Saved data entries

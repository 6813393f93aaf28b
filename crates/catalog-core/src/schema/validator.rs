//! Payload validation against a [`Schema`]
//!
//! Rules:
//! - the payload must be a JSON object
//! - required fields must be present and non-null
//! - optional fields may be absent or null
//! - every present field must match its declared type and bounds
//! - undeclared fields are ignored
//!
//! All failing fields are collected; the caller sees every problem at once.

use serde_json::Value;

use super::{FieldError, FieldKind, FieldSpec, Schema, ValidationError};

/// Validate a raw payload. Performs no side effects.
pub fn validate(schema: &Schema, payload: &Value) -> Result<(), ValidationError> {
    let obj = payload.as_object().ok_or_else(|| {
        ValidationError::single(FieldError::new(
            "$root",
            "type",
            format!("expected object, got {}", json_type_name(payload)),
        ))
    })?;

    let mut errors = Vec::new();
    for spec in &schema.fields {
        match obj.get(spec.name) {
            None | Some(Value::Null) => {
                if spec.required {
                    errors.push(FieldError::new(spec.name, "missing", "field required"));
                }
            }
            Some(value) => {
                if let Err(e) = check_value(spec, value) {
                    errors.push(e);
                }
            }
        }
    }

    if errors.is_empty() {
        Ok(())
    } else {
        Err(ValidationError::new(errors))
    }
}

fn check_value(spec: &FieldSpec, value: &Value) -> Result<(), FieldError> {
    match &spec.kind {
        FieldKind::Text { min_len, max_len } => {
            let s = value
                .as_str()
                .ok_or_else(|| type_mismatch(spec, value))?;
            let len = s.chars().count();
            if len < *min_len {
                return Err(FieldError::new(
                    spec.name,
                    "too_short",
                    format!("should have at least {} characters", min_len),
                ));
            }
            if let Some(max) = max_len {
                if len > *max {
                    return Err(FieldError::new(
                        spec.name,
                        "too_long",
                        format!("should have at most {} characters", max),
                    ));
                }
            }
            Ok(())
        }
        FieldKind::Integer { min, max } => {
            let n = value.as_i64().ok_or_else(|| type_mismatch(spec, value))?;
            check_integer_bounds(spec.name, n, *min, *max)
        }
        FieldKind::Float { min, max } => {
            let n = value.as_f64().ok_or_else(|| type_mismatch(spec, value))?;
            check_float_bounds(spec.name, n, *min, *max)
        }
        FieldKind::Bool => {
            if value.is_boolean() {
                Ok(())
            } else {
                Err(type_mismatch(spec, value))
            }
        }
    }
}

pub(crate) fn check_integer_bounds(
    field: &str,
    n: i64,
    min: Option<i64>,
    max: Option<i64>,
) -> Result<(), FieldError> {
    if let Some(min) = min {
        if n < min {
            return Err(FieldError::new(
                field,
                "too_small",
                format!("should be greater than or equal to {}", min),
            ));
        }
    }
    if let Some(max) = max {
        if n > max {
            return Err(FieldError::new(
                field,
                "too_large",
                format!("should be less than or equal to {}", max),
            ));
        }
    }
    Ok(())
}

pub(crate) fn check_float_bounds(
    field: &str,
    n: f64,
    min: Option<f64>,
    max: Option<f64>,
) -> Result<(), FieldError> {
    if let Some(min) = min {
        if n < min {
            return Err(FieldError::new(
                field,
                "too_small",
                format!("should be greater than or equal to {}", min),
            ));
        }
    }
    if let Some(max) = max {
        if n > max {
            return Err(FieldError::new(
                field,
                "too_large",
                format!("should be less than or equal to {}", max),
            ));
        }
    }
    Ok(())
}

fn type_mismatch(spec: &FieldSpec, value: &Value) -> FieldError {
    FieldError::new(
        spec.name,
        "type",
        format!(
            "expected {}, got {}",
            spec.kind.type_name(),
            json_type_name(value)
        ),
    )
}

fn json_type_name(value: &Value) -> &'static str {
    match value {
        Value::Null => "null",
        Value::Bool(_) => "boolean",
        Value::Number(n) if n.is_i64() || n.is_u64() => "integer",
        Value::Number(_) => "number",
        Value::String(_) => "string",
        Value::Array(_) => "array",
        Value::Object(_) => "object",
    }
}
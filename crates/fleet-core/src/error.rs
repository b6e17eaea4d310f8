//! Core error type shared across the library.

use thiserror::Error;

pub type Result<T> = std::result::Result<T, Error>;

#[derive(Debug, Error)]
pub enum Error {
    /// The named environment is not a development-class environment, so
    /// upstream updates cannot be applied to it.
    #[error("upstream updates cannot be applied to the {environment} environment")]
    IneligibleEnvironment { environment: String },

    #[error("could not find a site named {site}")]
    UnknownSite { site: String },

    #[error("site {site} has no environment named {environment}")]
    UnknownEnvironment { site: String, environment: String },

    #[error("could not parse {selector} as <site> or <site>.<env>")]
    InvalidSelector { selector: String },

    /// Transport-level failure. Never retried by the core; polling and
    /// target resolution abort and surface this to the caller.
    #[error("transport error: {0}")]
    Http(#[from] reqwest::Error),

    /// The platform answered with a non-success status.
    #[error("API error (HTTP {status}): {message}")]
    Api { status: u16, message: String },

    #[error("configuration error: {0}")]
    Config(String),
}

impl Error {
    pub fn ineligible(environment: impl Into<String>) -> Self {
        Self::IneligibleEnvironment {
            environment: environment.into(),
        }
    }
}
//! Handle for one asynchronous remote workflow.

use chrono::{DateTime, Utc};
use serde::{Deserialize, Serialize};

use crate::error::Result;
use crate::session::Session;

/// Status/terminal snapshot returned by a single fetch round trip.
#[derive(Debug, Clone, Serialize, Deserialize)]
pub struct WorkflowUpdate {
    pub status: String,
    pub finished: bool,
}

/// One asynchronous remote operation, tracked by polling.
///
/// The handle is only ever mutated by [`Workflow::refresh`], which performs
/// exactly one round trip. Once `finished` is set the handle is never
/// refreshed again and its state is final.
#[derive(Debug, Clone, Serialize, Deserialize)]
pub struct Workflow {
    pub id: String,
    pub site_id: String,
    /// Id of the environment the workflow runs against.
    pub environment: String,
    pub status: String,
    pub finished: bool,
    #[serde(default)]
    pub created_at: Option<DateTime<Utc>>,
}

impl Workflow {
    /// Whether the workflow has reached a terminal state (succeeded, failed,
    /// or aborted — the vocabulary is the platform's).
    pub fn is_finished(&self) -> bool {
        self.finished
    }

    /// Last-known status text as reported by the platform.
    pub fn status(&self) -> &str {
        &self.status
    }

    /// Id of the environment that owns this workflow.
    pub fn owner(&self) -> &str {
        &self.environment
    }

    /// Fetch the workflow's current state and update this handle in place.
    ///
    /// One round trip per call. Transport and permission errors propagate
    /// unchanged; the handle keeps its previous state in that case.
    pub async fn refresh<S: Session>(&mut self, session: &S) -> Result<()> {
        let update = session.fetch_workflow(self).await?;
        self.status = update.status;
        self.finished = update.finished;
        Ok(())
    }
}
use std::time::Duration;

use tempfile::TempDir;

use fleet_core::config::{ConfigStore, FleetConfig};

#[test]
fn missing_file_yields_defaults() {
    let temp = TempDir::new().unwrap();
    let store = ConfigStore::from_paths(temp.path().join("fleet"));

    let config = store.load().unwrap();

    assert_eq!(config.host, "https://api.fleethost.io/v1/");
    assert_eq!(config.machine_token, None);
    assert_eq!(config.poll_interval(), Duration::from_millis(3_000));
}

#[test]
fn save_then_load_round_trips() {
    let temp = TempDir::new().unwrap();
    let store = ConfigStore::from_paths(temp.path().join("fleet"));

    let config = FleetConfig {
        host: "https://api.staging.fleethost.io/v1/".to_string(),
        machine_token: Some("token-123".to_string()),
        poll_interval_ms: 500,
    };
    store.save(&config).unwrap();
    let loaded = store.load().unwrap();

    assert_eq!(loaded.host, config.host);
    assert_eq!(loaded.machine_token.as_deref(), Some("token-123"));
    assert_eq!(loaded.poll_interval(), Duration::from_millis(500));
}

#[test]
fn partial_file_fills_in_defaults() {
    let temp = TempDir::new().unwrap();
    let dir = temp.path().join("fleet");
    std::fs::create_dir_all(&dir).unwrap();
    std::fs::write(dir.join("fleet.toml"), "machine_token = \"abc\"\n").unwrap();
    let store = ConfigStore::from_paths(dir);

    let config = store.load().unwrap();

    assert_eq!(config.machine_token.as_deref(), Some("abc"));
    assert_eq!(config.host, "https://api.fleethost.io/v1/");
}

#[test]
fn invalid_toml_is_an_error() {
    let temp = TempDir::new().unwrap();
    let dir = temp.path().join("fleet");
    std::fs::create_dir_all(&dir).unwrap();
    std::fs::write(dir.join("fleet.toml"), "host = [not toml").unwrap();
    let store = ConfigStore::from_paths(dir);

    assert!(store.load().is_err());
}
//! Ordered, cached collection of one site's environments.

use serde_json::{Map, Value, json};

use crate::error::{Error, Result};
use crate::models::environment::DEFAULT_ENVIRONMENTS;
use crate::models::{Environment, Site, Workflow};
use crate::session::Session;

/// A site's environments with canonical ordering and composable filters.
///
/// The collection is populated from the platform at most once, on first
/// read. Filters return new collections backed by the already-cached set;
/// they never re-fetch and never mutate the collection they filter.
#[derive(Debug, Clone)]
pub struct Environments {
    site: Site,
    models: Option<Vec<Environment>>,
}

impl Environments {
    pub fn new(site: Site) -> Self {
        Self { site, models: None }
    }

    fn from_cached(site: Site, models: Vec<Environment>) -> Self {
        Self {
            site,
            models: Some(models),
        }
    }

    pub fn site(&self) -> &Site {
        &self.site
    }

    /// All environments in canonical order: `dev`, `test`, `live` (those
    /// present), then multidev environments by ascending id. Fetches from
    /// the platform on first call only.
    pub async fn all<S: Session>(&mut self, session: &S) -> Result<&[Environment]> {
        if self.models.is_none() {
            let raw = session.environments(&self.site).await?;
            self.models = Some(canonical_order(raw));
        }
        Ok(self.models.as_deref().unwrap_or_default())
    }

    /// Look up one environment by id.
    pub async fn get<S: Session>(&mut self, session: &S, id: &str) -> Result<Environment> {
        let site_name = self.site.name.clone();
        self.all(session)
            .await?
            .iter()
            .find(|env| env.id == id)
            .cloned()
            .ok_or_else(|| Error::UnknownEnvironment {
                site: site_name,
                environment: id.to_string(),
            })
    }

    async fn filter<S, F>(&mut self, session: &S, keep: F) -> Result<Environments>
    where
        S: Session,
        F: Fn(&Environment) -> bool,
    {
        let models = self.all(session).await?;
        let filtered = models.iter().filter(|env| keep(env)).cloned().collect();
        Ok(Environments::from_cached(self.site.clone(), filtered))
    }

    /// Only `dev` and multidev environments.
    pub async fn filter_for_development<S: Session>(&mut self, session: &S) -> Result<Environments> {
        self.filter(session, Environment::is_development).await
    }

    /// Only multidev environments.
    pub async fn filter_for_multidev<S: Session>(&mut self, session: &S) -> Result<Environments> {
        self.filter(session, Environment::is_multidev).await
    }

    /// Development environments that have pending upstream updates.
    pub async fn filter_for_upstream_updates<S: Session>(
        &mut self,
        session: &S,
    ) -> Result<Environments> {
        let mut development = self.filter_for_development(session).await?;
        development
            .filter(session, Environment::has_upstream_updates)
            .await
    }

    /// Submit the workflow that creates a new multidev environment, cloning
    /// database and files from `source`. Returns the handle immediately; id
    /// collisions are rejected by the platform, not pre-validated here.
    pub async fn create<S: Session>(
        &self,
        session: &S,
        new_id: &str,
        source: &Environment,
    ) -> Result<Workflow> {
        let params = json!({
            "environment_id": new_id,
            "deploy": {
                "clone_database": { "from_environment": source.id },
                "clone_files": { "from_environment": source.id },
                "annotation": format!("Create the \"{new_id}\" environment."),
            },
        });
        session
            .submit_workflow(
                &self.site.id,
                new_id,
                "create_cloud_development_environment",
                params,
            )
            .await
    }

    /// Ordered map of environment id to serialized environment. For frozen
    /// sites `test` and `live` are omitted here while remaining visible to
    /// `all()` and the filters.
    pub async fn serialize<S: Session>(&mut self, session: &S) -> Result<Map<String, Value>> {
        let frozen = self.site.is_frozen();
        let mut serialized = Map::new();
        for env in self.all(session).await? {
            if frozen && (env.id == "test" || env.id == "live") {
                continue;
            }
            serialized.insert(env.id.clone(), env.serialize());
        }
        Ok(serialized)
    }
}

/// `dev`, `test`, `live` first (those present), then multidev environments
/// in ascending lexicographic order of id.
fn canonical_order(mut raw: Vec<Environment>) -> Vec<Environment> {
    let mut ordered = Vec::with_capacity(raw.len());
    for id in DEFAULT_ENVIRONMENTS {
        if let Some(pos) = raw.iter().position(|env| env.id == id) {
            ordered.push(raw.swap_remove(pos));
        }
    }
    raw.sort_by(|a, b| a.id.cmp(&b.id));
    ordered.append(&mut raw);
    ordered
}
//! Fleet Core Library
//!
//! Orchestration layer for applying upstream code updates across a
//! hosted-site fleet: resolves loosely-specified targets into ordered sets
//! of eligible environments and tracks the resulting batch of asynchronous
//! remote workflows to completion.

pub mod collections;
pub mod commands;
pub mod config;
pub mod error;
pub mod models;
pub mod queue;
pub mod session;
pub mod targeting;

/// Re-exports of commonly used types
pub mod prelude {
    // Configuration
    pub use crate::config::{ConfigStore, FleetConfig};

    // Errors
    pub use crate::error::{Error, Result};

    // Models
    pub use crate::models::{Environment, Site, SiteRef, UpstreamStatus, Workflow, WorkflowUpdate};

    // Collections
    pub use crate::collections::Environments;

    // Targeting
    pub use crate::targeting::{TargetResolver, parse_site_env};

    // Queue
    pub use crate::queue::WorkflowQueue;

    // Session
    pub use crate::session::{HttpSession, Session};
}
//! High-level commands for fleet operations.
//!
//! This module is the public API consumed by frontends: resolve targets,
//! drive the workflow batch, and hand back a report. The CLI only renders.

pub mod apply;
pub mod env_list;
pub mod multidev_create;

pub use apply::{ApplyCommand, ApplyOptions, ApplyReport};
pub use env_list::{EnvListCommand, EnvListOptions};
pub use multidev_create::{MultidevCreateCommand, MultidevCreateOptions, MultidevCreateReport};
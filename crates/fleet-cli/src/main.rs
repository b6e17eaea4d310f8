//! Fleet - hosted-site fleet operations
//!
//! Usage:
//!   fleet upstream apply <site>.<env>   # apply updates to one environment
//!   fleet upstream apply <site>         # ...to a site's dev environments
//!   fleet upstream apply --all          # ...across the whole fleet
//!   fleet env list <site>               # list a site's environments
//!   fleet multidev create <site> <id>   # create a multidev environment

use anyhow::Result;
use clap::{Parser, Subcommand, ValueEnum};
use tracing_subscriber::{layer::SubscriberExt, util::SubscriberInitExt};

use fleet_core::commands::{
    ApplyCommand, ApplyOptions, EnvListCommand, EnvListOptions, MultidevCreateCommand,
    MultidevCreateOptions,
};
use fleet_core::config::ConfigStore;
use fleet_core::session::HttpSession;

#[derive(Parser)]
#[command(name = "fleet")]
#[command(about = "Hosted-site fleet operations", long_about = None)]
struct Cli {
    #[command(subcommand)]
    command: Commands,
}

#[derive(Subcommand)]
enum Commands {
    /// Upstream update operations
    Upstream {
        #[command(subcommand)]
        command: UpstreamCommands,
    },

    /// Environment operations
    Env {
        #[command(subcommand)]
        command: EnvCommands,
    },

    /// Multidev environment operations
    Multidev {
        #[command(subcommand)]
        command: MultidevCommands,
    },
}

#[derive(Subcommand)]
enum UpstreamCommands {
    /// Apply pending upstream updates
    ///
    /// With <SITE>.<ENV>, applies to that environment (must be a development
    /// environment). With <SITE>, applies to all of the site's development
    /// environments that have updates. With --all and no selector, applies
    /// across every accessible site.
    Apply {
        /// Site or site.env selector
        selector: Option<String>,

        /// Target all development environments of all sites. Does not
        /// override the selector.
        #[arg(short, long)]
        all: bool,

        /// Run the framework's database update step after applying
        #[arg(long)]
        updatedb: bool,

        /// Resolve conflicts in favor of the upstream
        #[arg(long)]
        accept_upstream: bool,

        /// Output format
        #[arg(short, long, default_value = "table")]
        format: OutputFormat,
    },
}

#[derive(Subcommand)]
enum EnvCommands {
    /// List a site's environments
    List {
        /// Site name
        site: String,

        /// Output format
        #[arg(short, long, default_value = "table")]
        format: OutputFormat,
    },
}

#[derive(Subcommand)]
enum MultidevCommands {
    /// Create a multidev environment by cloning an existing one
    Create {
        /// Site name
        site: String,

        /// Id of the environment to create
        new_id: String,

        /// Environment to clone database and files from
        #[arg(long, default_value = "dev")]
        from_env: String,
    },
}

#[derive(Clone, Copy, ValueEnum, Default)]
enum OutputFormat {
    /// Human-readable table
    #[default]
    Table,
    /// Machine-readable JSON
    Json,
}

#[tokio::main]
async fn main() -> Result<()> {
    // Initialize tracing
    tracing_subscriber::registry()
        .with(
            tracing_subscriber::EnvFilter::try_from_default_env()
                .unwrap_or_else(|_| "fleet=info".into()),
        )
        .with(tracing_subscriber::fmt::layer())
        .init();

    let cli = Cli::parse();

    let config = ConfigStore::from_default_location()?.load()?;
    let session = HttpSession::new(&config)?;
    let poll_interval = config.poll_interval();

    match cli.command {
        Commands::Upstream { command } => match command {
            UpstreamCommands::Apply {
                selector,
                all,
                updatedb,
                accept_upstream,
                format,
            } => {
                let options = ApplyOptions {
                    selector,
                    all,
                    updatedb,
                    accept_upstream,
                };
                let report = ApplyCommand::new(&session, poll_interval)
                    .execute(&options)
                    .await?;
                if report.nothing_to_do() {
                    println!("None of the targeted environments have updates to apply.");
                    return Ok(());
                }
                match format {
                    OutputFormat::Table => {
                        for (owner, status) in &report.statuses {
                            println!("{}: {}", owner, status.as_str().unwrap_or_default());
                        }
                    }
                    OutputFormat::Json => {
                        println!("{}", serde_json::to_string_pretty(&report.statuses)?);
                    }
                }
            }
        },
        Commands::Env { command } => match command {
            EnvCommands::List { site, format } => {
                let listing = EnvListCommand::new(&session)
                    .execute(&EnvListOptions { site })
                    .await?;
                match format {
                    OutputFormat::Table => {
                        for (id, env) in &listing {
                            let updates = env
                                .get("upstream_updates")
                                .and_then(|v| v.as_bool())
                                .unwrap_or(false);
                            println!("{id}{}", if updates { " (updates pending)" } else { "" });
                        }
                    }
                    OutputFormat::Json => {
                        println!("{}", serde_json::to_string_pretty(&listing)?);
                    }
                }
            }
        },
        Commands::Multidev { command } => match command {
            MultidevCommands::Create {
                site,
                new_id,
                from_env,
            } => {
                let options = MultidevCreateOptions {
                    site,
                    new_id,
                    from_env,
                };
                let report = MultidevCreateCommand::new(&session, poll_interval)
                    .execute(&options)
                    .await?;
                println!("{}: {}", report.environment, report.status);
            }
        },
    }

    Ok(())
}
//! Resolution of loosely-specified targets into concrete environment sets.

use crate::collections::Environments;
use crate::error::{Error, Result};
use crate::models::{Environment, Site};
use crate::session::Session;

/// Split a `site` or `site.env` selector into its parts.
pub fn parse_site_env(selector: &str) -> Result<(String, Option<String>)> {
    let invalid = || Error::InvalidSelector {
        selector: selector.to_string(),
    };
    let (site, env) = match selector.split_once('.') {
        Some((site, env)) => (site, Some(env)),
        None => (selector, None),
    };
    if site.is_empty() || env.is_some_and(str::is_empty) {
        return Err(invalid());
    }
    Ok((site.to_string(), env.map(str::to_string)))
}

/// Turns a (site, environment-or-none, apply-to-all) tuple into the ordered
/// set of environments an operation will run against.
///
/// Collaborators are injected; the resolver owns no state of its own.
#[derive(Debug)]
pub struct TargetResolver<'a, S: Session> {
    session: &'a S,
}

impl<'a, S: Session> TargetResolver<'a, S> {
    pub fn new(session: &'a S) -> Self {
        Self { session }
    }

    /// Resolve per the priority rules:
    ///
    /// 1. A named environment must be development-class; the target set is
    ///    exactly that environment.
    /// 2. A named site targets its development environments with pending
    ///    upstream updates.
    /// 3. No site and `all` fans out over every accessible site, in the
    ///    platform's enumeration order.
    /// 4. Otherwise the target set is empty, which is not an error.
    pub async fn resolve(
        &self,
        site: Option<&Site>,
        environment: Option<Environment>,
        all: bool,
    ) -> Result<Vec<Environment>> {
        if let Some(environment) = environment {
            if !environment.is_development() {
                return Err(Error::ineligible(&environment.id));
            }
            return Ok(vec![environment]);
        }

        if let Some(site) = site {
            return self.eligible_environments(site).await;
        }

        if !all {
            return Ok(Vec::new());
        }

        tracing::info!("retrieving all sites; this may take a long time");
        let sites = self.session.sites().await?;
        tracing::info!(count = sites.len(), "sites found");
        let mut targets = Vec::new();
        for site in &sites {
            targets.extend(self.eligible_environments(site).await?);
        }
        Ok(targets)
    }

    /// Resolve a raw `site[.env]` selector string from the CLI.
    pub async fn resolve_selector(
        &self,
        selector: Option<&str>,
        all: bool,
    ) -> Result<Vec<Environment>> {
        let Some(selector) = selector else {
            return self.resolve(None, None, all).await;
        };
        let (site_name, env_id) = parse_site_env(selector)?;
        let site = self.session.site(&site_name).await?;
        let environment = match env_id {
            Some(id) => Some(
                Environments::new(site.clone())
                    .get(self.session, &id)
                    .await?,
            ),
            None => None,
        };
        self.resolve(Some(&site), environment, all).await
    }

    /// One site's development environments with pending upstream updates,
    /// in canonical collection order.
    async fn eligible_environments(&self, site: &Site) -> Result<Vec<Environment>> {
        tracing::info!(site = %site.name, "retrieving development environments");
        let mut eligible = Environments::new(site.clone())
            .filter_for_upstream_updates(self.session)
            .await?;
        Ok(eligible.all(self.session).await?.to_vec())
    }
}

WHAT YOU SHOULD DO: Look through the data above for the word "Duration". Report each line where it occurs.

PROBLEM SOLUTION:
use std::time::Duration;
    assert_eq!(config.poll_interval(), Duration::from_millis(3_000));
    assert_eq!(loaded.poll_interval(), Duration::from_millis(500));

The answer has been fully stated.